Start of Data for review

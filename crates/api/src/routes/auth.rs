//! Route definitions for the session endpoints.

use axum::routing::{get, post};
use axum::Router;

use crate::handlers::auth;
use crate::state::AppState;

/// Routes mounted at the root.
///
/// ```text
/// POST /signup            -> signup
/// POST /signin            -> signin
/// POST /signin/new_token  -> new_token
/// GET  /logout            -> logout (requires auth)
/// GET  /info              -> info (requires auth)
/// ```
pub fn router() -> Router<AppState> {
    Router::new()
        .route("/signup", post(auth::signup))
        .route("/signin", post(auth::signin))
        .route("/signin/new_token", post(auth::new_token))
        .route("/logout", get(auth::logout))
        .route("/info", get(auth::info))
}
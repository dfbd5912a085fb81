//! Token lifetime settings expressed as compact duration strings.
//!
//! Lifetimes are configured as `{N}{unit}` where unit is one of `s`, `m`, `h`,
//! `d` (e.g. `"10m"`, `"7d"`). A malformed string never fails startup; it
//! falls back to the setting's default instead.

use chrono::Duration;

/// Default access token lifetime label.
pub const DEFAULT_ACCESS_EXPIRY: &str = "10m";

/// Default refresh token lifetime label.
pub const DEFAULT_REFRESH_EXPIRY: &str = "7d";

/// Longest accepted lifetime (10 years). Anything above is treated as malformed
/// so `now + lifetime` can never overflow.
pub const MAX_EXPIRY_SECS: i64 = 10 * 365 * 24 * 60 * 60;

/// A parsed lifetime together with the label it was parsed from.
///
/// The label is what gets reported to clients (`accessTokenExpiry`), so it
/// always describes the duration actually in effect.
#[derive(Debug, Clone, PartialEq, Eq)]
pub struct Expiry {
    label: String,
    duration: Duration,
}

impl Expiry {
    /// Parse a `{N}{s|m|h|d}` string. Returns `None` for anything else,
    /// including surrounding whitespace, signs, zero, and values above
    /// [`MAX_EXPIRY_SECS`].
    pub fn parse_strict(raw: &str) -> Option<Self> {
        let unit = raw.chars().last()?;
        let digits = &raw[..raw.len() - unit.len_utf8()];
        if digits.is_empty() || !digits.bytes().all(|b| b.is_ascii_digit()) {
            return None;
        }

        let unit_secs: i64 = match unit {
            's' => 1,
            'm' => 60,
            'h' => 60 * 60,
            'd' => 24 * 60 * 60,
            _ => return None,
        };

        let value: i64 = digits.parse().ok()?;
        let secs = value.checked_mul(unit_secs)?;
        if secs == 0 || secs > MAX_EXPIRY_SECS {
            return None;
        }
        let duration = Duration::try_seconds(secs)?;

        Some(Self {
            label: raw.to_string(),
            duration,
        })
    }

    /// Parse `raw`, falling back to `default` when it is malformed.
    pub fn parse_or(raw: &str, default: Expiry) -> Self {
        Self::parse_strict(raw).unwrap_or(default)
    }

    /// The 10-minute access token default.
    pub fn access_default() -> Self {
        Self {
            label: DEFAULT_ACCESS_EXPIRY.to_string(),
            duration: Duration::minutes(10),
        }
    }

    /// The 7-day refresh token default.
    pub fn refresh_default() -> Self {
        Self {
            label: DEFAULT_REFRESH_EXPIRY.to_string(),
            duration: Duration::days(7),
        }
    }

    pub fn label(&self) -> &str {
        &self.label
    }

    pub fn duration(&self) -> Duration {
        self.duration
    }
}
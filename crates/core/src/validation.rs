//! Input validation for credentials and refresh tokens.
//!
//! Callers pass already-trimmed values; every check here is on the exact
//! string that will be stored or looked up.

use std::sync::LazyLock;

use regex::Regex;

use crate::error::{CoreError, FieldError};

/// Maximum length of a user id in characters.
pub const MAX_USER_ID_LENGTH: usize = 255;

/// Minimum password length in characters.
pub const MIN_PASSWORD_LENGTH: usize = 6;

/// Maximum password length in characters.
pub const MAX_PASSWORD_LENGTH: usize = 100;

/// Minimum accepted refresh token length in characters.
pub const MIN_REFRESH_TOKEN_LENGTH: usize = 64;

/// Maximum accepted refresh token length in characters.
pub const MAX_REFRESH_TOKEN_LENGTH: usize = 256;

static EMAIL_RE: LazyLock<Regex> =
    LazyLock::new(|| Regex::new(r"^[^\s@]+@[^\s@]+\.[^\s@]+$").expect("valid regex"));

/// E.164: a `+`, a non-zero country digit, and at most 15 digits in total.
static PHONE_RE: LazyLock<Regex> =
    LazyLock::new(|| Regex::new(r"^\+[1-9]\d{1,14}$").expect("valid regex"));

/// Validate a user id: non-empty, bounded, and either an email or an E.164 phone.
pub fn validate_user_id(id: &str) -> Result<(), FieldError> {
    if id.is_empty() {
        return Err(FieldError::new("id", "id is required"));
    }
    if id.chars().count() > MAX_USER_ID_LENGTH {
        return Err(FieldError::new(
            "id",
            format!("id must be at most {MAX_USER_ID_LENGTH} characters"),
        ));
    }
    if !EMAIL_RE.is_match(id) && !PHONE_RE.is_match(id) {
        return Err(FieldError::new(
            "id",
            "id must be a valid email or phone number",
        ));
    }
    Ok(())
}

/// Validate a password's length.
pub fn validate_password(password: &str) -> Result<(), FieldError> {
    if password.is_empty() {
        return Err(FieldError::new("password", "password is required"));
    }
    let len = password.chars().count();
    if len < MIN_PASSWORD_LENGTH {
        return Err(FieldError::new(
            "password",
            format!("password must be at least {MIN_PASSWORD_LENGTH} characters"),
        ));
    }
    if len > MAX_PASSWORD_LENGTH {
        return Err(FieldError::new(
            "password",
            format!("password must be at most {MAX_PASSWORD_LENGTH} characters"),
        ));
    }
    Ok(())
}

/// Validate the shape of a presented refresh token.
pub fn validate_refresh_token(token: &str) -> Result<(), FieldError> {
    if token.is_empty() {
        return Err(FieldError::new("refreshToken", "refreshToken is required"));
    }
    let len = token.chars().count();
    if !(MIN_REFRESH_TOKEN_LENGTH..=MAX_REFRESH_TOKEN_LENGTH).contains(&len) {
        return Err(FieldError::new(
            "refreshToken",
            "refreshToken has an invalid format",
        ));
    }
    Ok(())
}

/// Run field checks and report every failure at once.
pub fn check_all<I>(checks: I) -> Result<(), CoreError>
where
    I: IntoIterator<Item = Result<(), FieldError>>,
{
    let errors: Vec<FieldError> = checks.into_iter().filter_map(Result::err).collect();
    if errors.is_empty() {
        Ok(())
    } else {
        Err(CoreError::Validation(errors))
    }
}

End of Data for review

# Problem
Write out all the records above one more time, exactly.

# Answer section
filename crates/api/src/routes/auth.rs
//! Route definitions for the session endpoints.

use axum::routing::{get, post};
use axum::Router;

use crate::handlers::auth;
use crate::state::AppState;

/// Routes mounted at the root.
///
/// ```text
/// POST /signup            -> signup
/// POST /signin            -> signin
/// POST /signin/new_token  -> new_token
/// GET  /logout            -> logout (requires auth)
/// GET  /info              -> info (requires auth)
/// ```
pub fn router() -> Router<AppState> {
    Router::new()
        .route("/signup", post(auth::signup))
        .route("/signin", post(auth::signin))
        .route("/signin/new_token", post(auth::new_token))
        .route("/logout", get(auth::logout))
        .route("/info", get(auth::info))
}
repository dfbd5912a085fb81
//! Token lifetime settings expressed as compact duration strings.
//!
//! Lifetimes are configured as `{N}{unit}` where unit is one of `s`, `m`, `h`,
//! `d` (e.g. `"10m"`, `"7d"`). A malformed string never fails startup; it
//! falls back to the setting's default instead.

use chrono::Duration;

/// Default access token lifetime label.
pub const DEFAULT_ACCESS_EXPIRY: &str = "10m";

/// Default refresh token lifetime label.
pub const DEFAULT_REFRESH_EXPIRY: &str = "7d";

/// Longest accepted lifetime (10 years). Anything above is treated as malformed
/// so `now + lifetime` can never overflow.
pub const MAX_EXPIRY_SECS: i64 = 10 * 365 * 24 * 60 * 60;

/// A parsed lifetime together with the label it was parsed from.
///
/// The label is what gets reported to clients (`accessTokenExpiry`), so it
/// always describes the duration actually in effect.
#[derive(Debug, Clone, PartialEq, Eq)]
pub struct Expiry {
    label: String,
    duration: Duration,
}

impl Expiry {
    /// Parse a `{N}{s|m|h|d}` string. Returns `None` for anything else,
    /// including surrounding whitespace, signs, zero, and values above
    /// [`MAX_EXPIRY_SECS`].
    pub fn parse_strict(raw: &str) -> Option<Self> {
        let unit = raw.chars().last()?;
        let digits = &raw[..raw.len() - unit.len_utf8()];
        if digits.is_empty() || !digits.bytes().all(|b| b.is_ascii_digit()) {
            return None;
        }

        let unit_secs: i64 = match unit {
            's' => 1,
            'm' => 60,
            'h' => 60 * 60,
            'd' => 24 * 60 * 60,
            _ => return None,
        };

        let value: i64 = digits.parse().ok()?;
        let secs = value.checked_mul(unit_secs)?;
        if secs == 0 || secs > MAX_EXPIRY_SECS {
            return None;
        }
        let duration = Duration::try_seconds(secs)?;

        Some(Self {
            label: raw.to_string(),
            duration,
        })
    }

    /// Parse `raw`, falling back to `default` when it is malformed.
    pub fn parse_or(raw: &str, default: Expiry) -> Self {
        Self::parse_strict(raw).unwrap_or(default)
    }

    /// The 10-minute access token default.
    pub fn access_default() -> Self {
        Self {
            label: DEFAULT_ACCESS_EXPIRY.to_string(),
            duration: Duration::minutes(10),
        }
    }

    /// The 7-day refresh token default.
    pub fn refresh_default() -> Self {
        Self {
            label: DEFAULT_REFRESH_EXPIRY.to_string(),
            duration: Duration::days(7),
        }
    }

    pub fn label(&self) -> &str {
        &self.label
    }

    pub fn duration(&self) -> Duration {
        self.duration
    }
}
filename crates/core/src/validation.rs
//! Input validation for credentials and refresh tokens.
//!
//! Callers pass already-trimmed values; every check here is on the exact
//! string that will be stored or looked up.

use std::sync::LazyLock;

use regex::Regex;

use crate::error::{CoreError, FieldError};

/// Maximum length of a user id in characters.
pub const MAX_USER_ID_LENGTH: usize = 255;

/// Minimum password length in characters.
pub const MIN_PASSWORD_LENGTH: usize = 6;

/// Maximum password length in characters.
pub const MAX_PASSWORD_LENGTH: usize = 100;

/// Minimum accepted refresh token length in characters.
pub const MIN_REFRESH_TOKEN_LENGTH: usize = 64;

/// Maximum accepted refresh token length in characters.
pub const MAX_REFRESH_TOKEN_LENGTH: usize = 256;

static EMAIL_RE: LazyLock<Regex> =
    LazyLock::new(|| Regex::new(r"^[^\s@]+@[^\s@]+\.[^\s@]+$").expect("valid regex"));

/// E.164: a `+`, a non-zero country digit, and at most 15 digits in total.
static PHONE_RE: LazyLock<Regex> =
    LazyLock::new(|| Regex::new(r"^\+[1-9]\d{1,14}$").expect("valid regex"));

/// Validate a user id: non-empty, bounded, and either an email or an E.164 phone.
pub fn validate_user_id(id: &str) -> Result<(), FieldError> {
    if id.is_empty() {
        return Err(FieldError::new("id", "id is required"));
    }
    if id.chars().count() > MAX_USER_ID_LENGTH {
        return Err(FieldError::new(
            "id",
            format!("id must be at most {MAX_USER_ID_LENGTH} characters"),
        ));
    }
    if !EMAIL_RE.is_match(id) && !PHONE_RE.is_match(id) {
        return Err(FieldError::new(
            "id",
            "id must be a valid email or phone number",
        ));
    }
    Ok(())
}

/// Validate a password's length.
pub fn validate_password(password: &str) -> Result<(), FieldError> {
    if password.is_empty() {
        return Err(FieldError::new("password", "password is required"));
    }
    let len = password.chars().count();
    if len < MIN_PASSWORD_LENGTH {
        return Err(FieldError::new(
            "password",
            format!("password must be at least {MIN_PASSWORD_LENGTH} characters"),
        ));
    }
    if len > MAX_PASSWORD_LENGTH {
        return Err(FieldError::new(
            "password",
            format!("password must be at most {MAX_PASSWORD_LENGTH} characters"),
        ));
    }
    Ok(())
}

/// Validate the shape of a presented refresh token.
pub fn validate_refresh_token(token: &str) -> Result<(), FieldError> {
    if token.is_empty() {
        return Err(FieldError::new("refreshToken", "refreshToken is required"));
    }
    let len = token.chars().count();
    if !(MIN_REFRESH_TOKEN_LENGTH..=MAX_REFRESH_TOKEN_LENGTH).contains(&len) {
        return Err(FieldError::new(
            "refreshToken",
            "refreshToken has an invalid format",
        ));
    }
    Ok(())
}

/// Run field checks and report every failure at once.
pub fn check_all<I>(checks: I) -> Result<(), CoreError>
where
    I: IntoIterator<Item = Result<(), FieldError>>,
{
    let errors: Vec<FieldError> = checks.into_iter().filter_map(Result::err).collect();
    if errors.is_empty() {
        Ok(())
    } else {
        Err(CoreError::Validation(errors))
    }
}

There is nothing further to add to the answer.